• Records to use:
//! # Yt Parser
//!
//! This module extracts the video grid of a YouTube channel's "Videos" tab,
//! both from the initial html page and from the continuation pages the web
//! client requests as the user scrolls.

use std::{ops::Deref, sync::LazyLock};

use regex::Regex;
use serde::de::DeserializeOwned;
use serde_json::Value;

use crate::{
    error::Error,
    types::{InnertubeConfig, LockupViewModel, VideoRenderer},
    yt::ChannelEntry,
};

static YT_INTIALDATA_RE: LazyLock<Regex> = LazyLock::new(|| {
    regex::Regex::new(r"(?s)<script[^>]*>\s*var\s+ytInitialData\s*=\s*(\{.*?\});\s*</script>")
        .unwrap()
});

static CLIENT_VERSION_RE: LazyLock<Regex> = LazyLock::new(|| {
    regex::Regex::new(r#""INNERTUBE_CLIENT_VERSION"\s*:\s*"([^"]+)""#).unwrap()
});

static API_KEY_RE: LazyLock<Regex> =
    LazyLock::new(|| regex::Regex::new(r#""INNERTUBE_API_KEY"\s*:\s*"([^"]+)""#).unwrap());

const CONTINUATION_TOKEN_PTR: &str = "/continuationItemRenderer/continuationEndpoint/continuationCommand/token";

/// One page of a channel's video grid
#[derive(Debug, Default, PartialEq, Eq)]
pub struct ChannelPage {
    pub entries: Vec<ChannelEntry>,
    /// Token for the next page, if the grid goes on
    pub continuation: Option<String>,
}

/// Parses the first page of the video grid from a channel page's `ytInitialData`.
///
/// # Parameters
/// * `json`: The `ytInitialData` object of a channel's "Videos" tab.
///
/// # Returns
/// * `Ok(ChannelPage)` with the videos on the page and the continuation token, if any.
/// * `Err(Error::ParseError)` if no tab carries a video grid.
#[tracing::instrument(skip(json))]
pub fn parse_channel_page(json: &Value) -> Result<ChannelPage, Error> {
    let tabs = json["contents"]["twoColumnBrowseResultsRenderer"]["tabs"]
        .as_array()
        .ok_or(Error::ParseError(
            "Failed to get ytInitialData['contents']['twoColumnBrowseResultsRenderer']['tabs']",
        ))?;

    let items = tabs
        .iter()
        .find_map(|tab| tab["tabRenderer"]["content"]["richGridRenderer"]["contents"].as_array())
        .ok_or(Error::ParseError(
            "Failed to find a tab with a richGridRenderer, structure might have changed",
        ))?;

    parse_grid_items(items)
}

/// Parses a `youtubei/v1/browse` continuation response.
///
/// A response without continuation items is the end of the grid and yields an
/// empty page.
#[tracing::instrument(skip(json))]
pub fn parse_continuation(json: &Value) -> Result<ChannelPage, Error> {
    let Some(actions) = json["onResponseReceivedActions"].as_array() else {
        return Ok(ChannelPage::default());
    };

    let items = actions
        .iter()
        .filter_map(|action| {
            action["appendContinuationItemsAction"]["continuationItems"]
                .as_array()
                .or_else(|| action["reloadContinuationItemsCommand"]["continuationItems"].as_array())
        })
        .flatten()
        .cloned()
        .collect::<Vec<_>>();

    parse_grid_items(&items)
}

fn parse_grid_items(items: &[Value]) -> Result<ChannelPage, Error> {
    let mut page = ChannelPage::default();

    for item in items {
        let content = &item["richItemRenderer"]["content"];

        if let Some(video_renderer) = content.get("videoRenderer") {
            let VideoRenderer { video_id, title } =
                serde_json::from_value::<VideoRenderer>(video_renderer.clone())?;
            let title = title
                .runs
                .into_iter()
                .next()
                .map(|run| run.text)
                .unwrap_or_default();
            page.entries.push(ChannelEntry::new(video_id, title));
        } else if let Some(lockup) = content.get("lockupViewModel") {
            let lockup = serde_json::from_value::<LockupViewModel>(lockup.clone())?;
            // playlists and mixes share the view model
            if lockup
                .content_type
                .as_deref()
                .is_some_and(|t| t != "LOCKUP_CONTENT_TYPE_VIDEO")
            {
                continue;
            }
            let title = lockup
                .metadata
                .and_then(|m| m.lockup_metadata_view_model)
                .and_then(|m| m.title)
                .map(|t| t.content)
                .unwrap_or_default();
            page.entries.push(ChannelEntry::new(lockup.content_id, title));
        } else if let Some(token) = item.pointer(CONTINUATION_TOKEN_PTR).and_then(Value::as_str) {
            page.continuation = Some(token.to_string());
        }
    }

    Ok(page)
}

/// Maps any channel URL to its "Videos" tab
pub fn videos_tab_url(channel_url: &str) -> String {
    const TABS: &[&str] = &[
        "featured",
        "streams",
        "shorts",
        "playlists",
        "community",
        "about",
    ];

    let base = channel_url
        .split(['?', '#'])
        .next()
        .unwrap_or(channel_url)
        .trim_end_matches('/');

    if base.ends_with("/videos") {
        return base.to_string();
    }

    match base.rsplit_once('/') {
        Some((parent, tab)) if TABS.contains(&tab) => format!("{parent}/videos"),
        _ => format!("{base}/videos"),
    }
}

pub struct YtHtmlDocument(String);

impl Deref for YtHtmlDocument {
    type Target = String;

    fn deref(&self) -> &Self::Target {
        &self.0
    }
}

impl YtHtmlDocument {
    pub fn new(doc: String) -> Self {
        YtHtmlDocument(doc)
    }

    pub fn to_json<T>(&self) -> Result<T, crate::error::Error>
    where
        T: DeserializeOwned,
    {
        YT_INTIALDATA_RE
            .captures(self)
            .and_then(|cap| cap.get(1))
            .and_then(|m| serde_json::from_str(m.as_str()).ok())
            .ok_or(Error::ParseError(
                "Failed to extract ytInitialData from the page's script tag",
            ))
    }

    /// The web client identity embedded in the page, `None` if the page has no `ytcfg`
    pub fn innertube_config(&self) -> Option<InnertubeConfig> {
        let client_version = CLIENT_VERSION_RE.captures(self)?.get(1)?.as_str().to_string();
        let api_key = API_KEY_RE
            .captures(self)
            .and_then(|cap| cap.get(1))
            .map(|m| m.as_str().to_string());

        Some(InnertubeConfig {
            api_key,
            client_version,
        })
    }
}

impl From<String> for YtHtmlDocument {
    fn from(value: String) -> Self {
        YtHtmlDocument(value)
    }
}
use std::{collections::HashSet, ops::Deref};

use anyhow::Context;
use serde_json::Value;

use crate::{
    parser::{parse_channel_page, parse_continuation, videos_tab_url, ChannelPage, YtHtmlDocument},
    types::{BrowseRequest, InnertubeConfig},
    yt::{ChannelListing, ChannelScraper},
};

#[derive(Default)]
pub struct Scraper(pub reqwest::Client);

impl Deref for Scraper {
    type Target = reqwest::Client;

    fn deref(&self) -> &Self::Target {
        &self.0
    }
}

impl Scraper {
    const BROWSE_URL: &str = "https://www.youtube.com/youtubei/v1/browse";

    async fn fetch_page(&self, url: &str) -> anyhow::Result<YtHtmlDocument> {
        let yt_html_document = self
            .get(url)
            .header("Accept-Language", "en-US,en;q=0.9")
            .send()
            .await?
            .error_for_status()?
            .text()
            .await?;

        Ok(yt_html_document.into())
    }

    async fn fetch_continuation(
        &self,
        config: &InnertubeConfig,
        token: &str,
    ) -> anyhow::Result<Value> {
        let mut request = self
            .post(Self::BROWSE_URL)
            .query(&[("prettyPrint", "false")])
            .header("Accept-Language", "en-US,en;q=0.9");
        if let Some(key) = &config.api_key {
            request = request.query(&[("key", key)]);
        }

        let json = request
            .json(&BrowseRequest::continuation(config, token))
            .send()
            .await?
            .error_for_status()?
            .json::<Value>()
            .await?;

        Ok(json)
    }
}

impl ChannelScraper for Scraper {
    #[tracing::instrument(skip(self))]
    async fn list_videos(&self, channel_url: &str) -> anyhow::Result<ChannelListing> {
        let url = videos_tab_url(channel_url);
        let doc = self
            .fetch_page(&url)
            .await
            .with_context(|| format!("Failed to load channel page {url}"))?;

        let json = doc.to_json::<Value>()?;
        let ChannelPage {
            mut entries,
            mut continuation,
        } = parse_channel_page(&json)?;

        let config = doc.innertube_config();
        let mut seen_tokens = HashSet::new();

        while let Some(token) = continuation.take() {
            let Some(config) = &config else {
                tracing::warn!("Channel page has no client config, listing only the first page");
                break;
            };
            if !seen_tokens.insert(token.clone()) {
                tracing::warn!("Continuation token repeated, stopping pagination");
                break;
            }

            let json = self
                .fetch_continuation(config, &token)
                .await
                .context("Failed to load next page of channel videos")?;
            let page = parse_continuation(&json)?;
            tracing::debug!(count = page.entries.len(), "Fetched channel page");

            entries.extend(page.entries);
            continuation = page.continuation;
        }

        Ok(entries.into_iter().collect())
    }
}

• Required action:
From the line containing "let Some(config) = &config" to the final line of the data, repeat each line exactly. Include both ends.

• Result for this task:
            let Some(config) = &config else {
                tracing::warn!("Channel page has no client config, listing only the first page");
                break;
            };
            if !seen_tokens.insert(token.clone()) {
                tracing::warn!("Continuation token repeated, stopping pagination");
                break;
            }

            let json = self
                .fetch_continuation(config, &token)
                .await
                .context("Failed to load next page of channel videos")?;
            let page = parse_continuation(&json)?;
            tracing::debug!(count = page.entries.len(), "Fetched channel page");

            entries.extend(page.entries);
            continuation = page.continuation;
        }

        Ok(entries.into_iter().collect())
    }
}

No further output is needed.